Do we know what violence looks like? If I asked you to describe violence, you would likely say something like, one person striking another, maybe describe a vicious beating or perhaps make mention of the rape or murder or terrorism that you recently saw on the news. But when was the last time you actually witnessed violence? When was the last time you “experienced” violence? Most of us in North America don’t know violence as anything more than just a word or a description – NOT as a way of life – not as a daily reality or daily threat. Yet for millions of people, real people with names and faces and families and children; for them this is their reality. This is the face of violence, and if you ask “what does violence look like” this could mean different things to different people, but I think the only place we can really look to is with the victims. This is NOT about the perpetrators, but rather the victims. Theirs are the stories that matter.
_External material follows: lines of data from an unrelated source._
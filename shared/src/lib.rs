//! Data model shared by the Prompt Hub client and front-end.
//!
//! `wire` mirrors the JSON the backend sends, the types in this module are the
//! display records the front-end works with, and `projection` converts one
//! into the other.

use std::{fmt, str::FromStr};

use serde::{Deserialize, Serialize};

pub mod projection;
pub mod query;
pub mod wire;

pub use projection::{collect_facets, normalize_optional, normalize_publish_date, platform_color};
pub use query::{ArticleQuery, PageInfo, PromptQuery, QueryEvent, QueryState};

/// The three prompt families served by the catalog.
#[derive(Debug, Clone, Copy, PartialEq, Eq, Hash, PartialOrd, Ord, Serialize, Deserialize)]
#[serde(rename_all = "lowercase")]
pub enum PromptCategory {
    /// 文生文
    Text,
    /// 文生图
    Image,
    /// 文生视频
    Video,
}

impl PromptCategory {
    /// All categories in menu order.
    pub const ALL: [PromptCategory; 3] =
        [PromptCategory::Text, PromptCategory::Image, PromptCategory::Video];

    /// Value used on the wire and in query strings.
    pub fn as_str(self) -> &'static str {
        match self {
            PromptCategory::Text => "text",
            PromptCategory::Image => "image",
            PromptCategory::Video => "video",
        }
    }

    /// Menu label.
    pub fn label(self) -> &'static str {
        match self {
            PromptCategory::Text => "文生文提示词",
            PromptCategory::Image => "文生图提示词",
            PromptCategory::Video => "文生视频提示词",
        }
    }

    /// One-line description shown above the catalog.
    pub fn description(self) -> &'static str {
        match self {
            PromptCategory::Text => "适合创作文章、营销文案、运营脚本等文本内容",
            PromptCategory::Image => "用于 Midjourney、Stable Diffusion 等 AI 绘图模型",
            PromptCategory::Video => "为 Runway、Pika 等 AIGC 视频生成模型优化而来",
        }
    }

    /// Platform family whose quick links belong to this category.
    pub fn chat_type(self) -> ChatType {
        match self {
            PromptCategory::Text => ChatType::TextGeneration,
            PromptCategory::Image => ChatType::ImageGeneration,
            PromptCategory::Video => ChatType::VideoGeneration,
        }
    }

    /// Heading for the quick links row.
    pub fn platforms_label(self) -> &'static str {
        match self {
            PromptCategory::Text => "AI 聊天平台：",
            PromptCategory::Image => "AI 绘图平台：",
            PromptCategory::Video => "AI 视频平台：",
        }
    }
}

impl fmt::Display for PromptCategory {
    fn fmt(&self, f: &mut fmt::Formatter<'_>) -> fmt::Result {
        f.write_str(self.as_str())
    }
}

impl FromStr for PromptCategory {
    type Err = String;

    fn from_str(s: &str) -> Result<Self, Self::Err> {
        match s.trim().to_ascii_lowercase().as_str() {
            "text" => Ok(PromptCategory::Text),
            "image" => Ok(PromptCategory::Image),
            "video" => Ok(PromptCategory::Video),
            other => Err(format!("unknown prompt category `{other}` (expected text, image or video)")),
        }
    }
}

/// Kind of generation an AI platform offers.
#[derive(Debug, Clone, Copy, PartialEq, Eq, Hash, Serialize, Deserialize)]
#[serde(rename_all = "snake_case")]
pub enum ChatType {
    /// Chat / text generation.
    TextGeneration,
    /// Image generation.
    ImageGeneration,
    /// Video generation.
    VideoGeneration,
    /// Any value this client does not know about yet.
    #[serde(other)]
    Unknown,
}

/// A prompt template as displayed in the catalog.
#[derive(Debug, Clone, PartialEq, Serialize)]
#[serde(rename_all = "camelCase")]
pub struct PromptItem {
    pub id: String,
    pub category: PromptCategory,
    pub title: String,
    /// Template body; this is what "copy" copies.
    pub description: String,
    pub example: Option<String>,
    pub image_url: Option<String>,
    pub video_url: Option<String>,
    pub tags: Vec<String>,
    pub source: Option<String>,
    pub professions: Vec<String>,
}

impl PromptItem {
    /// The media URL that matters for this prompt's category, if any.
    pub fn media_url(&self) -> Option<&str> {
        match self.category {
            PromptCategory::Text => None,
            PromptCategory::Image => self.image_url.as_deref(),
            PromptCategory::Video => self.video_url.as_deref(),
        }
    }

    /// Whether `tag` is attached to this prompt.
    pub fn has_tag(&self, tag: &str) -> bool {
        self.tags.iter().any(|candidate| candidate == tag)
    }

    /// Whether `profession` is listed for this prompt.
    pub fn has_profession(&self, profession: &str) -> bool {
        self.professions
            .iter()
            .any(|candidate| candidate == profession)
    }
}

// 资讯文章
/// A news article ready for display.
#[derive(Debug, Clone, PartialEq, Serialize)]
#[serde(rename_all = "camelCase")]
pub struct ArticleItem {
    pub id: String,
    pub title: String,
    pub description: String,
    pub content: String, // Markdown 文本
    pub category: String,
    pub publish_date: String, // YYYY-MM-DD
    pub views: u64,
    pub author: Option<String>,
}

/// An AI platform quick link.
#[derive(Debug, Clone, PartialEq, Eq, Serialize)]
#[serde(rename_all = "camelCase")]
pub struct Platform {
    pub name: String,
    pub url: String,
    /// Hex color picked from [`projection::PLATFORM_PALETTE`] by name.
    pub color: &'static str,
    pub chat_type: ChatType,
}

/// One page of display records.
#[derive(Debug, Clone, PartialEq, Serialize)]
#[serde(rename_all = "camelCase")]
pub struct Page<T> {
    pub items: Vec<T>,
    pub page: u32,
    pub page_size: u32,
    pub total: u64,
}

impl<T> Page<T> {
    /// Pagination summary derived from `total` and `page_size`.
    pub fn info(&self) -> PageInfo {
        PageInfo::new(self.page, self.page_size, self.total)
    }
}

/// Sorted union of the tags and professions of a result set.
#[derive(Debug, Clone, Default, PartialEq, Eq, Serialize)]
pub struct Facets {
    pub tags: Vec<String>,
    pub professions: Vec<String>,
}

/// Severity of a transient user-visible message.
#[derive(Debug, Clone, Copy, PartialEq, Eq, Serialize)]
#[serde(rename_all = "lowercase")]
pub enum NoticeLevel {
    /// Action completed.
    Success,
    /// Action or request failed.
    Error,
}

/// A transient message for the user (toast / status line).
#[derive(Debug, Clone, PartialEq, Eq, Serialize)]
pub struct Notice {
    pub level: NoticeLevel,
    pub message: String,
}

impl Notice {
    /// Success notice.
    pub fn success(message: impl Into<String>) -> Self {
        Self {
            level: NoticeLevel::Success,
            message: message.into(),
        }
    }

    /// Error notice.
    pub fn error(message: impl Into<String>) -> Self {
        Self {
            level: NoticeLevel::Error,
            message: message.into(),
        }
    }

    /// True for [`NoticeLevel::Error`].
    pub fn is_error(&self) -> bool {
        self.level == NoticeLevel::Error
    }
}
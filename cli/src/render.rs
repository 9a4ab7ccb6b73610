//! Plain-text views for the terminal.

use std::fmt::Write as _;

use prompt_hub_client::{
    news::{NewsView, ARTICLE_NOT_FOUND},
    ArticleDetail, CatalogView,
};
use prompt_hub_shared::{
    ArticleItem, Notice, NoticeLevel, PageInfo, Platform, PromptCategory, PromptItem, QueryState,
};

const PREVIEW_CHARS: usize = 80;

/// Whether to emit ANSI colors.
#[derive(Debug, Clone, Copy, PartialEq, Eq)]
pub enum Style {
    Plain,
    Color,
}

/// Shorten `text` to `max` characters, marking the cut with `…`.
pub fn truncate(text: &str, max: usize) -> String {
    let single_line = text.split_whitespace().collect::<Vec<_>>().join(" ");
    if single_line.chars().count() <= max {
        return single_line;
    }
    let mut short: String = single_line.chars().take(max.saturating_sub(1)).collect();
    short.push('…');
    short
}

fn paint(text: &str, hex: &str, style: Style) -> String {
    match (style, hex_to_rgb(hex)) {
        (Style::Color, Some((r, g, b))) => format!("\x1b[38;2;{r};{g};{b}m{text}\x1b[0m"),
        _ => text.to_string(),
    }
}

fn hex_to_rgb(hex: &str) -> Option<(u8, u8, u8)> {
    let digits = hex.strip_prefix('#')?;
    if digits.len() != 6 {
        return None;
    }
    let channel = |range: std::ops::Range<usize>| u8::from_str_radix(digits.get(range)?, 16).ok();
    Some((channel(0..2)?, channel(2..4)?, channel(4..6)?))
}

/// Quick links row for `category`.
pub fn quick_links(category: PromptCategory, platforms: &[Platform], style: Style) -> String {
    let links: Vec<String> = platforms
        .iter()
        .filter(|platform| platform.chat_type == category.chat_type())
        .map(|platform| format!("{} ↗ {}", paint(&platform.name, platform.color, style), platform.url))
        .collect();

    let mut out = String::from(category.platforms_label());
    if links.is_empty() {
        out.push_str(" -");
    }
    for link in links {
        let _ = write!(out, "\n  {link}");
    }
    out
}

/// Catalog header, filter summary, cards and facets.
pub fn catalog(state: &QueryState, view: &CatalogView) -> String {
    let mut out = String::new();
    let _ = writeln!(out, "== {} ==", state.category.label());
    let _ = writeln!(out, "{}", state.category.description());

    if state.has_filters() {
        let mut filters = Vec::new();
        if !state.search.trim().is_empty() {
            filters.push(format!("search: {}", state.search.trim()));
        }
        if !state.tags.is_empty() {
            filters.push(format!("tags (all): {}", join(state.tags.iter())));
        }
        if !state.professions.is_empty() {
            filters.push(format!("professions (any): {}", join(state.professions.iter())));
        }
        let _ = writeln!(out, "[{}]", filters.join(" | "));
    }

    if view.loading {
        let _ = writeln!(out, "加载中…");
    } else if view.prompts.is_empty() {
        let _ = writeln!(out, "暂无提示词");
    }
    for (index, prompt) in view.prompts.iter().enumerate() {
        out.push_str(&prompt_card(index + 1, prompt));
    }

    if !view.facets.tags.is_empty() {
        let _ = writeln!(out, "标签: {}", join(view.facets.tags.iter()));
    }
    if !view.facets.professions.is_empty() {
        let _ = writeln!(out, "职业: {}", join(view.facets.professions.iter()));
    }
    out
}

fn join<'a>(values: impl Iterator<Item = &'a String>) -> String {
    values.map(String::as_str).collect::<Vec<_>>().join(", ")
}

/// One catalog card.
pub fn prompt_card(index: usize, prompt: &PromptItem) -> String {
    let mut out = format!("{index:>3}. {} (#{})\n", prompt.title, prompt.id);
    let _ = writeln!(out, "     {}", truncate(&prompt.description, PREVIEW_CHARS));
    if !prompt.tags.is_empty() {
        let _ = writeln!(out, "     #{}", prompt.tags.join(" #"));
    }
    out
}

/// Full prompt, as in the detail drawer.
pub fn prompt_detail(prompt: &PromptItem) -> String {
    let mut out = format!("{} (#{})\n", prompt.title, prompt.id);
    let _ = writeln!(out, "分类: {}", prompt.category.label());
    if let Some(url) = prompt.media_url() {
        let _ = writeln!(out, "预览: {url}");
    }
    let _ = writeln!(out, "\n提示词模板:\n{}", prompt.description);
    if let Some(example) = prompt.example.as_deref() {
        let _ = writeln!(out, "\n使用案例:\n{example}");
    }
    if !prompt.tags.is_empty() {
        let _ = writeln!(out, "\n标签: {}", prompt.tags.join(", "));
    }
    if !prompt.professions.is_empty() {
        let _ = writeln!(out, "适合职业: {}", prompt.professions.join(", "));
    }
    if let Some(source) = prompt.source.as_deref() {
        let _ = writeln!(out, "来源: {source}");
    }
    out
}

/// Article list with pagination footer.
pub fn news(view: &NewsView) -> String {
    let mut out = String::from("== AI 资讯 ==\n");
    if view.page.is_out_of_range() {
        out.push_str("页码超出范围\n");
    } else if view.articles.is_empty() {
        out.push_str("暂无文章\n");
    }
    for article in &view.articles {
        out.push_str(&article_row(article));
    }
    out.push_str(&pagination(&view.page));
    out
}

fn article_row(article: &ArticleItem) -> String {
    let mut out = format!("#{} {}\n", article.id, article.title);
    if !article.description.trim().is_empty() {
        let _ = writeln!(out, "   {}", truncate(&article.description, PREVIEW_CHARS));
    }
    let _ = writeln!(
        out,
        "   {} · {} · {} 阅读",
        article.category, article.publish_date, article.views
    );
    out
}

/// `page x / y (n total)` line.
pub fn pagination(info: &PageInfo) -> String {
    format!("第 {} / {} 页，共 {} 条\n", info.page, info.total_pages, info.total)
}

/// Article detail, or the state that replaces it.
pub fn article_detail(detail: &ArticleDetail) -> String {
    match detail {
        ArticleDetail::Loaded(article) => {
            let mut out = format!("{}\n", article.title);
            let mut meta = vec![article.category.clone(), article.publish_date.clone()];
            if let Some(author) = article.author.as_deref() {
                meta.push(author.to_string());
            }
            meta.push(format!("{} 阅读", article.views));
            let _ = writeln!(out, "{}", meta.join(" · "));
            if !article.description.trim().is_empty() {
                let _ = writeln!(out, "\n{}", article.description);
            }
            let _ = writeln!(out, "\n{}", article.content);
            out
        },
        ArticleDetail::NotFound {
            ..
        } => format!("{ARTICLE_NOT_FOUND}\n"),
        ArticleDetail::Failed {
            message,
        } => format!("{message}\n"),
    }
}

/// Status line for a notice.
pub fn notice(notice: &Notice) -> String {
    match notice.level {
        NoticeLevel::Success => format!("✔ {}", notice.message),
        NoticeLevel::Error => format!("✘ {}", notice.message),
    }
}
//! Terminal front-end for Prompt Hub.

pub mod cli;
pub mod clipboard;
pub mod input;
pub mod render;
In the “developing world,” criminal justice systems are also just developing.

According to the United Nations, 4 billion people live outside the protection of the law. That means that their public justice systems – their police, courts, and laws – are so broken, corrupt and dysfunctional, that there is nothing to shield their citizens from violence. No defense. No protection. Nothing to hold back violence. Not just the violence that makes the headlines like war or genocide—but common, criminal violence. And some of the statistics are simply staggering.

Along with an estimated 36 million people forced to live in slavery every day, there are NEARLY 2 MILLION CHILDREN WHO ARE EXPLOITED IN THE COMMERCIAL SEX INDUSTRY. FOR MILLIONS MORE, SEXUAL VIOLENCE IS A PART OF CHILDHOOD. If these numbers don’t shock you and break your heart, that’s ok because I think you are not alone. Until I was introduced to the work of International Justice Mission only 3 years ago these statistics and stories were nowhere in my consciousness. When I learned of the work they are doing and of the need, joining the fight became a commitment that would change my life. A commitment that said that anyone vulnerable facing violence has a right to be protected and that any of us calling ourselves martial artists MUST be on the front lines stopping the hand of the perpetrator that would carry out such evil acts.

In my recent trip through Uganda and Rwanda, I saw extreme poverty but I also met amazing people and through them saw a hope and willingness to make their own life better, never asking for handouts but rather opportunity.

Let me ask you, if your family was in need and you went to your friend or neighbor, would they help you? Would they stand and fight with you in the face or violence?

If my family or I was at risk from an attack or some form of violence, could I call on you? There are millions of innocent children and adults at risk that need us. With a global crisis of violence like this I would like to think that someone could call on all martial artists in the world to unite to eliminate this enemy and they would come running to the rescue. We CAN beat this! We can change history?

Africa girl with KCMA balloon

Helen, 11 years old – at risk, could she be given MA lessons now before she might become a victim? She is ready to learn! You can help!

Africa kids make a tkd fist with Master Dean

Children at a school near a slum area of Kampala, Uganda. One of the most at risk areas of this city. The children are eager to learn but without funding we can not set up a sister school program here. MAJ has the contacts and the ability to get this life changing teaching to these kids, they just need you! Become a sister school today! For less than $5 per child.

African Girl Meditating during her first martial arts class

Unlike Helen, this girl is experiencing her first martial arts class because of a Martial Arts for Justice sister school project in Kigali, Rwanda . Hooray!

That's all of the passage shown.